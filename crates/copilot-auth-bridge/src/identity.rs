use std::sync::Arc;
use std::time::Duration;

use anyhow::{anyhow, bail, Result};
use async_trait::async_trait;
use oauth2::{
    basic::BasicClient, AuthorizationCode, ClientId, ClientSecret, EndpointNotSet, EndpointSet,
    RedirectUrl, RequestTokenError, TokenResponse, TokenUrl,
};
use reqwest::redirect::Policy;
use reqwest::Client;
use tokio::sync::Mutex;
use tracing::info;

use crate::flow::{acquire_code, WebAuthFlow, DEFAULT_AUTH_TIMEOUT};
use crate::OAuthConfig;

/// The platform identity capability owned by the privileged context.
#[async_trait]
pub trait IdentityProvider: Send + Sync {
    /// Obtain an opaque bearer token. Errors carry the provider's own message.
    async fn get_auth_token(&self, interactive: bool) -> Result<String>;
}

/// Interactive token grant: consent through a [`WebAuthFlow`], then redeem the
/// code at the provider's token endpoint.
pub struct OAuthIdentity {
    config: OAuthConfig,
    web_auth: Arc<dyn WebAuthFlow>,
    http_client: Client,
    consent_gate: Mutex<()>,
    auth_timeout: Duration,
}

type ExchangeClient =
    BasicClient<EndpointNotSet, EndpointNotSet, EndpointNotSet, EndpointNotSet, EndpointSet>;

impl OAuthIdentity {
    pub fn new(config: OAuthConfig, web_auth: Arc<dyn WebAuthFlow>) -> Self {
        let http_client = Client::builder()
            .redirect(Policy::none())
            .build()
            .unwrap_or_else(|_| Client::new());
        Self {
            config,
            web_auth,
            http_client,
            consent_gate: Mutex::new(()),
            auth_timeout: DEFAULT_AUTH_TIMEOUT,
        }
    }

    pub fn with_auth_timeout(mut self, auth_timeout: Duration) -> Self {
        self.auth_timeout = auth_timeout;
        self
    }

    async fn exchange_code(&self, code: &str, redirect_uri: &str) -> Result<String> {
        let client = build_exchange_client(&self.config, redirect_uri)?;
        let token = client
            .exchange_code(AuthorizationCode::new(code.to_string()))
            .request_async(&self.http_client)
            .await
            .map_err(|err| match err {
                RequestTokenError::ServerResponse(response) => anyhow!("{}", response),
                other => anyhow!("token exchange failed: {}", other),
            })?;

        info!(
            "exchanged authorization code for {} token",
            token.token_type().as_ref()
        );
        Ok(token.access_token().secret().to_string())
    }
}

#[async_trait]
impl IdentityProvider for OAuthIdentity {
    async fn get_auth_token(&self, interactive: bool) -> Result<String> {
        if !interactive {
            bail!("no cached grant; an interactive sign-in is required");
        }
        let redirect_uri = self.web_auth.redirect_uri();
        let code = {
            let _gate = self.consent_gate.lock().await;
            acquire_code(&self.config, self.web_auth.as_ref(), self.auth_timeout).await?
        };
        self.exchange_code(&code, &redirect_uri).await
    }
}

fn build_exchange_client(config: &OAuthConfig, redirect_uri: &str) -> Result<ExchangeClient> {
    let token_url = TokenUrl::new(config.token_url.clone())
        .map_err(|_| anyhow!("invalid token_url"))?;
    let mut client = BasicClient::new(ClientId::new(config.client_id.clone()))
        .set_token_uri(token_url)
        .set_redirect_uri(RedirectUrl::new(redirect_uri.to_string())?);
    if let Some(secret) = &config.client_secret {
        client = client.set_client_secret(ClientSecret::new(secret.clone()));
    }
    Ok(client)
}

#[cfg(test)]
mod tests {
    use super::*;
    use crate::flow::WebAuthError;
    use url::Url;

    struct NeverCalled;

    #[async_trait]
    impl WebAuthFlow for NeverCalled {
        fn redirect_uri(&self) -> String {
            "http://127.0.0.1:8847/callback".to_string()
        }

        async fn launch(&self, _auth_url: Url) -> Result<Url, WebAuthError> {
            panic!("consent surface should not open");
        }
    }

    struct Cancelling;

    #[async_trait]
    impl WebAuthFlow for Cancelling {
        fn redirect_uri(&self) -> String {
            "http://127.0.0.1:8847/callback".to_string()
        }

        async fn launch(&self, _auth_url: Url) -> Result<Url, WebAuthError> {
            Err(WebAuthError::Cancelled)
        }
    }

    fn config() -> OAuthConfig {
        OAuthConfig {
            client_id: "client-123".to_string(),
            client_secret: Some("shh".to_string()),
            ..OAuthConfig::default()
        }
    }

    #[tokio::test]
    async fn test_non_interactive_grant_is_refused() {
        let identity = OAuthIdentity::new(config(), Arc::new(NeverCalled));
        let err = identity.get_auth_token(false).await.unwrap_err();
        assert!(err.to_string().contains("interactive"));
    }

    #[tokio::test]
    async fn test_cancelled_consent_is_reported() {
        let identity = OAuthIdentity::new(config(), Arc::new(Cancelling));
        let err = identity.get_auth_token(true).await.unwrap_err();
        assert_eq!(err.to_string(), "authorization was cancelled");
    }

    #[test]
    fn test_exchange_client_rejects_bad_token_url() {
        let cfg = OAuthConfig {
            token_url: "not a url".to_string(),
            ..config()
        };
        assert!(build_exchange_client(&cfg, "http://127.0.0.1:8847/callback").is_err());
    }
}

================================

- _Task objective_
Set down the whole listing exactly.

- _Written answer_
filename crates/copilot-auth-bridge/src/identity.rs
use std::sync::Arc;
use std::time::Duration;

use anyhow::{anyhow, bail, Result};
use async_trait::async_trait;
use oauth2::{
    basic::BasicClient, AuthorizationCode, ClientId, ClientSecret, EndpointNotSet, EndpointSet,
    RedirectUrl, RequestTokenError, TokenResponse, TokenUrl,
};
use reqwest::redirect::Policy;
use reqwest::Client;
use tokio::sync::Mutex;
use tracing::info;

use crate::flow::{acquire_code, WebAuthFlow, DEFAULT_AUTH_TIMEOUT};
use crate::OAuthConfig;

/// The platform identity capability owned by the privileged context.
#[async_trait]
pub trait IdentityProvider: Send + Sync {
    /// Obtain an opaque bearer token. Errors carry the provider's own message.
    async fn get_auth_token(&self, interactive: bool) -> Result<String>;
}

/// Interactive token grant: consent through a [`WebAuthFlow`], then redeem the
/// code at the provider's token endpoint.
pub struct OAuthIdentity {
    config: OAuthConfig,
    web_auth: Arc<dyn WebAuthFlow>,
    http_client: Client,
    consent_gate: Mutex<()>,
    auth_timeout: Duration,
}

type ExchangeClient =
    BasicClient<EndpointNotSet, EndpointNotSet, EndpointNotSet, EndpointNotSet, EndpointSet>;

impl OAuthIdentity {
    pub fn new(config: OAuthConfig, web_auth: Arc<dyn WebAuthFlow>) -> Self {
        let http_client = Client::builder()
            .redirect(Policy::none())
            .build()
            .unwrap_or_else(|_| Client::new());
        Self {
            config,
            web_auth,
            http_client,
            consent_gate: Mutex::new(()),
            auth_timeout: DEFAULT_AUTH_TIMEOUT,
        }
    }

    pub fn with_auth_timeout(mut self, auth_timeout: Duration) -> Self {
        self.auth_timeout = auth_timeout;
        self
    }

    async fn exchange_code(&self, code: &str, redirect_uri: &str) -> Result<String> {
        let client = build_exchange_client(&self.config, redirect_uri)?;
        let token = client
            .exchange_code(AuthorizationCode::new(code.to_string()))
            .request_async(&self.http_client)
            .await
            .map_err(|err| match err {
                RequestTokenError::ServerResponse(response) => anyhow!("{}", response),
                other => anyhow!("token exchange failed: {}", other),
            })?;

        info!(
            "exchanged authorization code for {} token",
            token.token_type().as_ref()
        );
        Ok(token.access_token().secret().to_string())
    }
}

#[async_trait]
impl IdentityProvider for OAuthIdentity {
    async fn get_auth_token(&self, interactive: bool) -> Result<String> {
        if !interactive {
            bail!("no cached grant; an interactive sign-in is required");
        }
        let redirect_uri = self.web_auth.redirect_uri();
        let code = {
            let _gate = self.consent_gate.lock().await;
            acquire_code(&self.config, self.web_auth.as_ref(), self.auth_timeout).await?
        };
        self.exchange_code(&code, &redirect_uri).await
    }
}

fn build_exchange_client(config: &OAuthConfig, redirect_uri: &str) -> Result<ExchangeClient> {
    let token_url = TokenUrl::new(config.token_url.clone())
        .map_err(|_| anyhow!("invalid token_url"))?;
    let mut client = BasicClient::new(ClientId::new(config.client_id.clone()))
        .set_token_uri(token_url)
        .set_redirect_uri(RedirectUrl::new(redirect_uri.to_string())?);
    if let Some(secret) = &config.client_secret {
        client = client.set_client_secret(ClientSecret::new(secret.clone()));
    }
    Ok(client)
}

#[cfg(test)]
mod tests {
    use super::*;
    use crate::flow::WebAuthError;
    use url::Url;

    struct NeverCalled;

    #[async_trait]
    impl WebAuthFlow for NeverCalled {
        fn redirect_uri(&self) -> String {
            "http://127.0.0.1:8847/callback".to_string()
        }

        async fn launch(&self, _auth_url: Url) -> Result<Url, WebAuthError> {
            panic!("consent surface should not open");
        }
    }

    struct Cancelling;

    #[async_trait]
    impl WebAuthFlow for Cancelling {
        fn redirect_uri(&self) -> String {
            "http://127.0.0.1:8847/callback".to_string()
        }

        async fn launch(&self, _auth_url: Url) -> Result<Url, WebAuthError> {
            Err(WebAuthError::Cancelled)
        }
    }

    fn config() -> OAuthConfig {
        OAuthConfig {
            client_id: "client-123".to_string(),
            client_secret: Some("shh".to_string()),
            ..OAuthConfig::default()
        }
    }

    #[tokio::test]
    async fn test_non_interactive_grant_is_refused() {
        let identity = OAuthIdentity::new(config(), Arc::new(NeverCalled));
        let err = identity.get_auth_token(false).await.unwrap_err();
        assert!(err.to_string().contains("interactive"));
    }

    #[tokio::test]
    async fn test_cancelled_consent_is_reported() {
        let identity = OAuthIdentity::new(config(), Arc::new(Cancelling));
        let err = identity.get_auth_token(true).await.unwrap_err();
        assert_eq!(err.to_string(), "authorization was cancelled");
    }

    #[test]
    fn test_exchange_client_rejects_bad_token_url() {
        let cfg = OAuthConfig {
            token_url: "not a url".to_string(),
            ..config()
        };
        assert!(build_exchange_client(&cfg, "http://127.0.0.1:8847/callback").is_err());
    }
}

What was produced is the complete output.